I certainly agree you need to speak to the surgeon before surgery - and ideally, I don’t mean the morning you’re supposed to be having it! He might say there’s no way he’d do it in those circumstances, and you’ll have had a complete wasted trip (I know a wasted trip is a much bigger palaver for you than it is for me - but I’d be pretty upset about it). What is your GP’s role? Aren’t they supposed to coordinate all this, so you shouldn’t turn up to find the surgeon didn’t know your doppler results, and refuses to do it? Someone must be responsible for informing him - and I doubt it’s you!

I know that luckily, you’ve got your wits about you, and would be able to raise it if nobody else had, but the patient is not supposed to be the primary conduit of important information. What if they didn’t understand why they had a doppler test, or that the results were iffy?

Tina

x

Oh Poll. That’s terrible. It must have said in your notes why you use a chair. How dare she.

Just think how many people you have helped by telling her how she made you feel. Well done sweets.

Now go and cuddle up to little Sophie.

Shazzie xx

Thanks guys. I always get the support I need from you.

Tina, I had to laugh when you said the carpet’ s VEP test might’ve been OK!!

I’ve calmed down now.

I think the only reason that pod person wanted reporting was so her manager would see there isn’t enough time allocated for each patient. But that wouldn’t have been my reason for reporting her. It was her unprofessional manner.

Nite nite friends!

Luvya, pollx

Well done Poll for telling her how she made you feel, lack of time is no excuse for bad manners and insensitivity.

Jan x

Well done for telling her but such a pain to go thru all that!

Sonia x

good on ya Poll,there should be more Polls … the world would be a better place.

J x

Well done Poll - you certainly did the right thing. And hopefully helped other patients who have to see her. l know how your toes do seem to have a life of their own - mine are the same. Especially, when they are trying to cut back the ingrowing nail.

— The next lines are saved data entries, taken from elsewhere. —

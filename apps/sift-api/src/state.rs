use std::sync::Arc;

use sift_service::SiftService;
use sift_storage::qdrant::QdrantStore;

#[derive(Clone)]
pub struct AppState {
	pub service: Arc<SiftService>,
}
impl AppState {
	pub fn new(config: sift_config::Config) -> color_eyre::Result<Self> {
		let qdrant = QdrantStore::new(&config.storage.qdrant)?;
		let service = SiftService::new(config, qdrant);

		Ok(Self::from_service(service))
	}

	pub fn from_service(service: SiftService) -> Self {
		Self { service: Arc::new(service) }
	}
}
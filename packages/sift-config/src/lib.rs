mod error;
mod types;

pub use error::{Error, Result};
pub use types::{
	Analyzer, Assembly, Cache, Config, EmbeddingProviderConfig, Entities, Evaluation,
	LlmProviderConfig, Providers, Qdrant, Retrieval, Security, Service, Storage, Timeouts,
};

use std::{fs, path::Path};

pub fn load(path: &Path) -> Result<Config> {
	let raw = fs::read_to_string(path)
		.map_err(|err| Error::ReadConfig { path: path.to_path_buf(), source: err })?;

	let mut cfg: Config = toml::from_str(&raw)
		.map_err(|err| Error::ParseConfig { path: path.to_path_buf(), source: err })?;

	normalize(&mut cfg);

	validate(&cfg)?;

	Ok(cfg)
}

pub fn validate(cfg: &Config) -> Result<()> {
	if cfg.service.http_bind.trim().is_empty() {
		return Err(Error::Validation {
			message: "service.http_bind must be non-empty.".to_string(),
		});
	}
	if cfg.providers.embedding.dimensions == 0 {
		return Err(Error::Validation {
			message: "providers.embedding.dimensions must be greater than zero.".to_string(),
		});
	}
	if cfg.providers.embedding.dimensions != cfg.storage.qdrant.vector_dim {
		return Err(Error::Validation {
			message: "providers.embedding.dimensions must match storage.qdrant.vector_dim."
				.to_string(),
		});
	}

	validate_analyzer(cfg)?;
	validate_entities(cfg)?;
	validate_retrieval(cfg)?;

	let mode = cfg.evaluation.mode.as_str();

	if !matches!(mode, "passthrough" | "llm") {
		return Err(Error::Validation {
			message: "evaluation.mode must be one of passthrough or llm.".to_string(),
		});
	}
	if mode == "llm" && cfg.providers.judge.is_none() {
		return Err(Error::Validation {
			message: "providers.judge must be configured when evaluation.mode is llm.".to_string(),
		});
	}
	if !cfg.evaluation.missing_score_factor.is_finite()
		|| !(0.0..=1.0).contains(&cfg.evaluation.missing_score_factor)
	{
		return Err(Error::Validation {
			message: "evaluation.missing_score_factor must be in the range 0.0-1.0.".to_string(),
		});
	}
	if cfg.evaluation.max_candidate_chars == 0 {
		return Err(Error::Validation {
			message: "evaluation.max_candidate_chars must be greater than zero.".to_string(),
		});
	}
	if cfg.assembly.max_context_chars < cfg.retrieval.min_context_chars {
		return Err(Error::Validation {
			message: "assembly.max_context_chars must be at least retrieval.min_context_chars."
				.to_string(),
		});
	}
	if cfg.assembly.excerpt_chars == 0 {
		return Err(Error::Validation {
			message: "assembly.excerpt_chars must be greater than zero.".to_string(),
		});
	}
	if cfg.cache.enabled {
		if cfg.cache.ttl_secs == 0 {
			return Err(Error::Validation {
				message: "cache.ttl_secs must be greater than zero.".to_string(),
			});
		}
		if cfg.cache.max_entries == 0 {
			return Err(Error::Validation {
				message: "cache.max_entries must be greater than zero.".to_string(),
			});
		}
	}
	if cfg.cache.corpus_version.is_empty() {
		return Err(Error::Validation {
			message: "cache.corpus_version must be non-empty.".to_string(),
		});
	}

	for (label, value) in [
		("timeouts.embed_ms", cfg.timeouts.embed_ms),
		("timeouts.search_ms", cfg.timeouts.search_ms),
		("timeouts.rewrite_ms", cfg.timeouts.rewrite_ms),
		("timeouts.score_ms", cfg.timeouts.score_ms),
	] {
		if value == 0 {
			return Err(Error::Validation {
				message: format!("{label} must be greater than zero."),
			});
		}
	}

	let mut keys = vec![("embedding", &cfg.providers.embedding.api_key)];

	if let Some(rewriter) = cfg.providers.rewriter.as_ref() {
		keys.push(("rewriter", &rewriter.api_key));
	}
	if let Some(judge) = cfg.providers.judge.as_ref() {
		keys.push(("judge", &judge.api_key));
	}

	for (label, key) in keys {
		if key.trim().is_empty() {
			return Err(Error::Validation {
				message: format!("Provider {label} api_key must be non-empty."),
			});
		}
	}

	Ok(())
}

fn validate_analyzer(cfg: &Config) -> Result<()> {
	let analyzer = &cfg.analyzer;

	if analyzer.default_top_k == 0 {
		return Err(Error::Validation {
			message: "analyzer.default_top_k must be greater than zero.".to_string(),
		});
	}
	if analyzer.default_top_k + analyzer.complex_top_k_bonus > analyzer.max_top_k {
		return Err(Error::Validation {
			message: "analyzer.max_top_k must cover default_top_k plus complex_top_k_bonus."
				.to_string(),
		});
	}
	if !analyzer.default_threshold.is_finite()
		|| !(0.0..=1.0).contains(&analyzer.default_threshold)
	{
		return Err(Error::Validation {
			message: "analyzer.default_threshold must be in the range 0.0-1.0.".to_string(),
		});
	}

	for (label, value) in [
		("analyzer.complex_threshold_drop", analyzer.complex_threshold_drop),
		("analyzer.ambiguous_threshold_drop", analyzer.ambiguous_threshold_drop),
	] {
		if !value.is_finite() || value < 0.0 {
			return Err(Error::Validation {
				message: format!("{label} must be a finite number zero or greater."),
			});
		}
	}

	if analyzer.simple_max_tokens >= analyzer.complex_min_tokens {
		return Err(Error::Validation {
			message: "analyzer.simple_max_tokens must be less than analyzer.complex_min_tokens."
				.to_string(),
		});
	}

	Ok(())
}

fn validate_entities(cfg: &Config) -> Result<()> {
	let entities = &cfg.entities;

	if !entities.similarity_threshold.is_finite()
		|| entities.similarity_threshold <= 0.0
		|| entities.similarity_threshold >= 1.0
	{
		return Err(Error::Validation {
			message: "entities.similarity_threshold must be greater than 0.0 and less than 1.0."
				.to_string(),
		});
	}
	if !entities.presence_threshold.is_finite()
		|| entities.presence_threshold <= 0.0
		|| entities.presence_threshold > entities.similarity_threshold
	{
		return Err(Error::Validation {
			message: "entities.presence_threshold must be greater than 0.0 and at most entities.similarity_threshold."
				.to_string(),
		});
	}
	if entities.min_entity_chars == 0 {
		return Err(Error::Validation {
			message: "entities.min_entity_chars must be greater than zero.".to_string(),
		});
	}

	Ok(())
}

fn validate_retrieval(cfg: &Config) -> Result<()> {
	let retrieval = &cfg.retrieval;

	if retrieval.min_chunks == 0 {
		return Err(Error::Validation {
			message: "retrieval.min_chunks must be greater than zero.".to_string(),
		});
	}
	// Thresholds are reported at two decimals; a smaller step would not move them.
	if !retrieval.threshold_step.is_finite() || retrieval.threshold_step < 0.01 {
		return Err(Error::Validation {
			message: "retrieval.threshold_step must be a finite number of at least 0.01."
				.to_string(),
		});
	}
	if !retrieval.threshold_floor.is_finite() || !(0.0..=1.0).contains(&retrieval.threshold_floor)
	{
		return Err(Error::Validation {
			message: "retrieval.threshold_floor must be in the range 0.0-1.0.".to_string(),
		});
	}
	if retrieval.threshold_floor > cfg.analyzer.default_threshold {
		return Err(Error::Validation {
			message: "retrieval.threshold_floor must not exceed analyzer.default_threshold."
				.to_string(),
		});
	}

	Ok(())
}

fn normalize(cfg: &mut Config) {
	cfg.evaluation.mode = cfg.evaluation.mode.trim().to_ascii_lowercase();
	cfg.cache.corpus_version = cfg.cache.corpus_version.trim().to_string();

	if cfg.providers.rewriter.as_ref().map(|p| p.api_base.trim().is_empty()).unwrap_or(false) {
		cfg.providers.rewriter = None;
	}
	if cfg.providers.judge.as_ref().map(|p| p.api_base.trim().is_empty()).unwrap_or(false) {
		cfg.providers.judge = None;
	}

	cfg.security.api_auth_token = cfg
		.security
		.api_auth_token
		.take()
		.map(|token| token.trim().to_string())
		.filter(|token| !token.is_empty());
}
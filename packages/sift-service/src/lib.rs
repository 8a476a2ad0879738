pub mod assemble;
pub mod cache;
pub mod evaluate;
pub mod pipeline;
pub mod types;

mod error;

pub use cache::RetrievalCache;
pub use error::{Error, Result};
pub use evaluate::{ChunkEvaluator, EvaluationOutcome, PassthroughScorer};
pub use sift_providers::scorer::{Judgment, ScoreCandidate};
pub use types::{
	CandidateResult, Chunk, ChunkSpan, Citation, ContextBundle, Degradation, Diagnostics,
	EvaluatedCandidate, NO_RELEVANT_DOCUMENTS, PipelineState, RetrievalRequest, RetrievalResponse,
	ScoreSource, SearchFilters,
};

use std::{future::Future, pin::Pin, sync::Arc};

use sift_config::{Config, EmbeddingProviderConfig, LlmProviderConfig};
use sift_providers::{embedding, rewriter, scorer};
use sift_storage::qdrant::QdrantStore;

pub type BoxFuture<'a, T> = Pin<Box<dyn Future<Output = T> + Send + 'a>>;

pub trait VectorIndex
where
	Self: Send + Sync,
{
	/// Nearest chunks for `embedding`, at most `top_k`. Ordering is not relied upon.
	fn search<'a>(
		&'a self,
		embedding: &'a [f32],
		top_k: u32,
		filters: &'a SearchFilters,
	) -> BoxFuture<'a, color_eyre::Result<Vec<CandidateResult>>>;
}

pub trait Embedder
where
	Self: Send + Sync,
{
	fn embed<'a>(&'a self, text: &'a str) -> BoxFuture<'a, color_eyre::Result<Vec<f32>>>;
}

pub trait QueryRewriter
where
	Self: Send + Sync,
{
	fn rewrite<'a>(&'a self, query: &'a str) -> BoxFuture<'a, color_eyre::Result<String>>;
}

pub trait RelevanceScorer
where
	Self: Send + Sync,
{
	/// Judgments keyed by the 1-based ordinal of each candidate. The result may omit candidates,
	/// repeat ordinals, or name ordinals that do not exist.
	fn score<'a>(
		&'a self,
		query: &'a str,
		candidates: &'a [ScoreCandidate],
	) -> BoxFuture<'a, color_eyre::Result<Vec<Judgment>>>;
}

#[derive(Clone)]
pub struct Collaborators {
	pub index: Arc<dyn VectorIndex>,
	pub embedder: Arc<dyn Embedder>,
	/// Without a rewriter every refinement attempt is recorded as failed.
	pub rewriter: Option<Arc<dyn QueryRewriter>>,
	pub scorer: Arc<dyn RelevanceScorer>,
}
impl Collaborators {
	pub fn new(
		index: Arc<dyn VectorIndex>,
		embedder: Arc<dyn Embedder>,
		rewriter: Option<Arc<dyn QueryRewriter>>,
		scorer: Arc<dyn RelevanceScorer>,
	) -> Self {
		Self { index, embedder, rewriter, scorer }
	}

	/// HTTP providers from `cfg`. The scorer follows `evaluation.mode`.
	pub fn from_config(cfg: &Config, index: Arc<dyn VectorIndex>) -> Self {
		let embedder = Arc::new(HttpEmbedder { cfg: cfg.providers.embedding.clone() });
		let rewriter = cfg
			.providers
			.rewriter
			.clone()
			.map(|cfg| Arc::new(HttpRewriter { cfg }) as Arc<dyn QueryRewriter>);
		let scorer: Arc<dyn RelevanceScorer> =
			match (cfg.evaluation.mode.as_str(), cfg.providers.judge.clone()) {
				("llm", Some(judge)) => Arc::new(LlmJudge { cfg: judge }),
				_ => Arc::new(PassthroughScorer),
			};

		Self { index, embedder, rewriter, scorer }
	}
}

pub struct SiftService {
	pub cfg: Config,
	pub collaborators: Collaborators,
	pub cache: RetrievalCache,
}
impl SiftService {
	pub fn new(cfg: Config, qdrant: QdrantStore) -> Self {
		let collaborators = Collaborators::from_config(&cfg, Arc::new(qdrant));

		Self::with_collaborators(cfg, collaborators)
	}

	pub fn with_collaborators(cfg: Config, collaborators: Collaborators) -> Self {
		let cache = RetrievalCache::new(&cfg.cache);

		Self { cfg, collaborators, cache }
	}

	pub fn corpus_version(&self) -> String {
		self.cache.corpus_version()
	}

	/// Marks the corpus as changed. Every cached entry becomes unreachable.
	pub fn set_corpus_version(&self, version: &str) -> Result<()> {
		let version = version.trim();

		if version.is_empty() {
			return Err(Error::InvalidRequest {
				message: "corpus_version must be non-empty.".to_string(),
			});
		}

		self.cache.set_corpus_version(version);

		Ok(())
	}
}

struct HttpEmbedder {
	cfg: EmbeddingProviderConfig,
}
impl Embedder for HttpEmbedder {
	fn embed<'a>(&'a self, text: &'a str) -> BoxFuture<'a, color_eyre::Result<Vec<f32>>> {
		Box::pin(embedding::embed_query(&self.cfg, text))
	}
}

struct HttpRewriter {
	cfg: LlmProviderConfig,
}
impl QueryRewriter for HttpRewriter {
	fn rewrite<'a>(&'a self, query: &'a str) -> BoxFuture<'a, color_eyre::Result<String>> {
		Box::pin(rewriter::rewrite(&self.cfg, query))
	}
}

struct LlmJudge {
	cfg: LlmProviderConfig,
}
impl RelevanceScorer for LlmJudge {
	fn score<'a>(
		&'a self,
		query: &'a str,
		candidates: &'a [ScoreCandidate],
	) -> BoxFuture<'a, color_eyre::Result<Vec<Judgment>>> {
		Box::pin(scorer::score(&self.cfg, query, candidates))
	}
}

impl VectorIndex for QdrantStore {
	fn search<'a>(
		&'a self,
		embedding: &'a [f32],
		top_k: u32,
		filters: &'a SearchFilters,
	) -> BoxFuture<'a, color_eyre::Result<Vec<CandidateResult>>> {
		Box::pin(async move {
			let hits =
				QdrantStore::search(self, embedding.to_vec(), top_k as u64, &filters.document_ids)
					.await?;

			Ok(hits
				.into_iter()
				.map(|hit| CandidateResult {
					chunk_id: hit.chunk_id,
					document_id: hit.document_id,
					content: hit.content,
					raw_score: hit.score,
					span: hit.span.map(|(start, end)| ChunkSpan { start, end }),
				})
				.collect())
		})
	}
}
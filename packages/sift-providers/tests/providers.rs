use reqwest::header::{AUTHORIZATION, HeaderName};
use serde_json::{Map, Value};

#[test]
fn builds_bearer_auth_header() {
	let headers =
		sift_providers::auth_headers("secret", &Map::new()).expect("Failed to build headers.");
	let value = headers.get(AUTHORIZATION).expect("Missing authorization header.");

	assert_eq!(value, "Bearer secret");
}

#[test]
fn copies_default_headers() {
	let mut defaults = Map::new();

	defaults.insert("x-tenant".to_string(), Value::String("docs".to_string()));

	let headers =
		sift_providers::auth_headers("secret", &defaults).expect("Failed to build headers.");

	assert_eq!(
		headers.get(HeaderName::from_static("x-tenant")).expect("Missing default header."),
		"docs"
	);
}

#[test]
fn rejects_non_string_default_headers() {
	let mut defaults = Map::new();

	defaults.insert("x-retries".to_string(), Value::from(3));

	assert!(sift_providers::auth_headers("secret", &defaults).is_err());
}

#[test]
fn chat_content_reads_first_choice() {
	let json = serde_json::json!({
		"choices": [
			{ "message": { "content": "first" } },
			{ "message": { "content": "second" } }
		]
	});

	assert_eq!(sift_providers::chat_content(&json), Some("first"));
	assert_eq!(sift_providers::chat_content(&serde_json::json!({})), None);
}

l now try to do my own. Soak my feet for a while before attempting it - then l use some ‘tools’ l bought from Amazon. So far it has worked. l have a bottle of nail softener - so use this for a few days before attempting the operation. l have been taking lots of Biotin for 4 weeks. And my nails are growing at such a pace - so is my hair. Skin looks pumped up [thats what a friend told me yesterday] Certainly, the rough dry patches have gone.

Last time l went to outpatients - they gave me a questionaire to fill in before leaving - asking all about the way l was treated by the doctor. l gave him top marks. Going again this afternoon - so hope he saw what l wrote. The receptionist at this orthpaedic clinic is also very pleasant and helpful - so are the radiologists. Not the same everywhere l am afraid.

funny when i was reading your first mail thought she doesn’t get it , she didn’t see that ok she was busy but that doesn’t give her the excuse to take it out on you

trish

Poll,

As l struggled into the hospital - armed with my trusty rollator - my consultant Orthopaedic Surgeon - walked past me. He recognised me from the back. [my mop of blonde curly hair] - and he was so friendly - said he would be seeing me in a few minutes. Of course, he strode off and was soon out of sight. The staff in this department are so kind and helpful - none of this ‘The computer says no’ - which l have experienced elsewhere.